「元彼の遺言状」 新川 帆立

~「僕の全財産は、僕を殺した犯人に譲る」――奇妙な遺言状をめぐる遺産相続ミステリー!~

 

このミステリーがすごい!の大賞受賞作品です。作家のデビュー作とのこと。読後に知ったのですが、ドラマ化もされていたんですね。

私は、デビュー作とはどうしても粗が目立つものと思っているので、神経質な私は何かしら引っかかりを覚えるであろうことを覚悟しながら読み始めました。

 

その結果は全く予想を違えるものではありませんでした。あまり期待していなかった分だけ前回酷評した「未明の砦」よりはまし、といったところです。

 

そして結局はいつものとおり気になった箇所を列挙していくスタイルにならざるを得ません。

 

 

 

①主人公である弁護士、麗子がクライアントからの無理筋のオファーを受けることを決断して。

「諦めに近い全能感が自分の中にみなぎってきた」

→「諦めに近い全能感」ってなんですか?

意味をなしていません。雰囲気で書くんじゃないよ!「勝ち目のないゲームほど燃えるタイプの私はなんだか力がみなぎってきた」などが妥当。

 

②「元彼の遺言状」に基づき、麗子からの提案書を企業の役員にプレゼンする場面で。

「資料を取り出して配った。役員の目の色が変わるのを感じた。」

→目の色が変わるのが早すぎるよ!「最初は面倒そうに見ていた役員たちだか、提案書を1枚、2枚とめくるごとに目の色が変わるのを感じた」とかでしょうが!細部をしっかり描きなさいよ!

 

③案件の競合他社の弁護士が麗子が勤めている弁護士事務所だったと知って。

「古巣の名前が出てきた」

→別にその弁護士事務所を麗子は正式に退職したわけでもないのに「古巣」って言っちゃうんだ!

 

④元彼のかつての彼女である雪乃の家に麗子がお邪魔した際に、雪乃が深刻そうな顔をしているのを目撃して。
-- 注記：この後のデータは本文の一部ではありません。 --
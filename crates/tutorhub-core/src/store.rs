//! The `CourseRepository` trait and supporting query types.
//!
//! The trait is implemented by storage backends (e.g.
//! `tutorhub-store-sqlite`). The engine and the HTTP layer depend on this
//! abstraction, not on any concrete backend.

use std::future::Future;

use chrono::{DateTime, Utc};
use uuid::Uuid;

use crate::{
  course::{Course, CourseFields},
  identity::Identity,
  user::{Principal, User},
};

// ─── Query types ─────────────────────────────────────────────────────────────

/// Filter for [`CourseRepository::find_courses`] and
/// [`CourseRepository::count_courses`]. Unset fields do not constrain.
#[derive(Debug, Clone, Default)]
pub struct CourseFilter {
  /// `scheduled_at >= t`
  pub starting_from:  Option<DateTime<Utc>>,
  /// `scheduled_at > t`
  pub starting_after: Option<DateTime<Utc>>,
  /// Exclude hidden courses.
  pub visible_only:   bool,
  pub teacher:        Option<i64>,
  pub student:        Option<i64>,
}

/// A 1-based page of a listing.
#[derive(Debug, Clone, Copy, PartialEq, Eq)]
pub struct Page {
  pub number: u32,
  pub size:   u32,
}

impl Page {
  /// Page numbers below 1 are treated as the first page.
  pub fn new(number: u32, size: u32) -> Self {
    Self { number: number.max(1), size }
  }

  pub fn offset(&self) -> u64 {
    u64::from(self.number - 1) * u64::from(self.size)
  }
}

/// Result of the atomic check-and-insert performed by
/// [`CourseRepository::enroll`].
#[derive(Debug, Clone, Copy, PartialEq, Eq)]
pub enum EnrollOutcome {
  Enrolled,
  CourseMissing,
  OwnCourse,
  AlreadyEnrolled,
  Full,
}

/// A cap on how many courses one teacher may have starting after `after`.
#[derive(Debug, Clone, Copy, PartialEq, Eq)]
pub struct UpcomingQuota {
  pub after: DateTime<Utc>,
  pub limit: u64,
}

// ─── Trait ───────────────────────────────────────────────────────────────────

/// Durable store for users, courses, and the enrollment relation.
///
/// Listings are always ordered by `scheduled_at`, newest first.
pub trait CourseRepository: Send + Sync {
  type Error: std::error::Error + Send + Sync + 'static;

  // ── Users ─────────────────────────────────────────────────────────────

  /// Create the user for `identity` if absent, otherwise refresh its
  /// username and display name. `is_admin` is never touched.
  fn upsert_user<'a>(
    &'a self,
    identity: &'a Identity,
  ) -> impl Future<Output = Result<User, Self::Error>> + Send + 'a;

  /// Load a user together with the courses they teach and attend.
  fn get_principal(
    &self,
    npm: i64,
  ) -> impl Future<Output = Result<Option<Principal>, Self::Error>> + Send + '_;

  // ── Courses ───────────────────────────────────────────────────────────

  /// Persist a new course owned by `teacher_npm` under a fresh id.
  fn insert_course(
    &self,
    teacher_npm: i64,
    fields: CourseFields,
  ) -> impl Future<Output = Result<Course, Self::Error>> + Send + '_;

  /// Like [`insert_course`](Self::insert_course), but only if the teacher
  /// holds fewer than `quota.limit` courses starting after `quota.after`.
  /// The count and the insert are one atomic step. `None` means the quota
  /// was already reached and nothing was written.
  fn insert_course_within(
    &self,
    teacher_npm: i64,
    fields: CourseFields,
    quota: UpcomingQuota,
  ) -> impl Future<Output = Result<Option<Course>, Self::Error>> + Send + '_;

  fn get_course(
    &self,
    id: Uuid,
  ) -> impl Future<Output = Result<Option<Course>, Self::Error>> + Send + '_;

  fn find_courses<'a>(
    &'a self,
    filter: &'a CourseFilter,
    page: Page,
  ) -> impl Future<Output = Result<Vec<Course>, Self::Error>> + Send + 'a;

  fn count_courses<'a>(
    &'a self,
    filter: &'a CourseFilter,
  ) -> impl Future<Output = Result<u64, Self::Error>> + Send + 'a;

  /// Overwrite every mutable field. Returns `None` if the course is gone.
  fn update_course(
    &self,
    id: Uuid,
    fields: CourseFields,
  ) -> impl Future<Output = Result<Option<Course>, Self::Error>> + Send + '_;

  /// Remove a course and its memberships. Returns `false` if it was absent.
  fn delete_course(
    &self,
    id: Uuid,
  ) -> impl Future<Output = Result<bool, Self::Error>> + Send + '_;

  // ── Enrollment ────────────────────────────────────────────────────────

  fn list_students(
    &self,
    course_id: Uuid,
  ) -> impl Future<Output = Result<Vec<User>, Self::Error>> + Send + '_;

  /// Add `npm` to the course's students.
  ///
  /// The ownership, duplicate, and capacity checks and the insert must form
  /// one atomic step per course: concurrent calls never push the student
  /// count past the capacity.
  fn enroll(
    &self,
    course_id: Uuid,
    npm: i64,
  ) -> impl Future<Output = Result<EnrollOutcome, Self::Error>> + Send + '_;

  /// Remove `npm` from the course's students. Returns `false` if they were
  /// not enrolled.
  fn unenroll(
    &self,
    course_id: Uuid,
    npm: i64,
  ) -> impl Future<Output = Result<bool, Self::Error>> + Send + '_;
}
「なんだか見てはいけないものを見たような気がして、こっそり自室に引き返そうとした」

→人の家なのに「自室」はないでしょうが!「元いた部屋に引き返そうとした」とかが妥当だよ!

 

⑤物語のキーとなる遺言状が収められた金庫が盗まれ、それを捜索する場面で。

「東京科学大学の木下教授が、よく分からないけど、高性能のレーダーみたいなものを使って見つけてくれた」

→物語のキーとなる物証の発見にしては安直すぎるよ!「東京科学大学」?「よく分からないけど」?「レーダーみたいなもの」?すべて適当すぎるよ!これを手を抜いていないという方が難しいよ!木下教授って誰だよ!犯人も近場の川なんかに物証を捨てるんじゃないよ!

 

⑥レーダーで見つけた金庫を川底から引き上げる場面で。

「ものの十分足らずの出来事であった」

→金庫の発見から引き上げまですべてが安直、コンビニエンスだよ!説得力なし。いくら何でももう少し細部を描きなさいよ!

 

⑦今にも犯人が到着せんとして危険が迫る紗英のマンションに麗子が先回りして警察を呼んだ場面で警察が麗子に対して一言。

「一体なんなんですか。これで何もなかったら公務執行妨害ですよ」

→そんなはずなし。市民が危険を予期して警察を呼んで何が悪いのですか?本当に警察がこんなだったら困っていても110番できないよ!

 

⑧結局犯人は獣医の堂上だったことがわかって。

「堂上は動物用の治療漢方薬として所持していた附子をタバコに塗り付けることで、村山を殺害したという」

→「したという」、じゃないよ!どう考えても動物用の治療漢方薬を使った殺人だったら獣医が一番怪しいよ!もっと言うと獣医は自らが疑われるそんな薬品を犯行に用いるはずがないよ!

 

 

以上、これで半分くらいですかね。

また、全編を通して金庫に収められた遺言状を探すくだりが長いのですが、物語序盤にその全文のコピーが読者に開示されているのでなぜそんなに躍起になるのか、読者が置いてきぼり。※実際は遺言状以外の物が金庫に入っており、それを物語に登場させるためなのですが、大した驚きをもたらすものではありませんでした。

 

結論としては、「元彼の遺言状」というポップなプロットを思いついて「しめた!」と思ったはいいものの、その物語、細部を描くことのできない作家のつまらないデビュー作ということになります。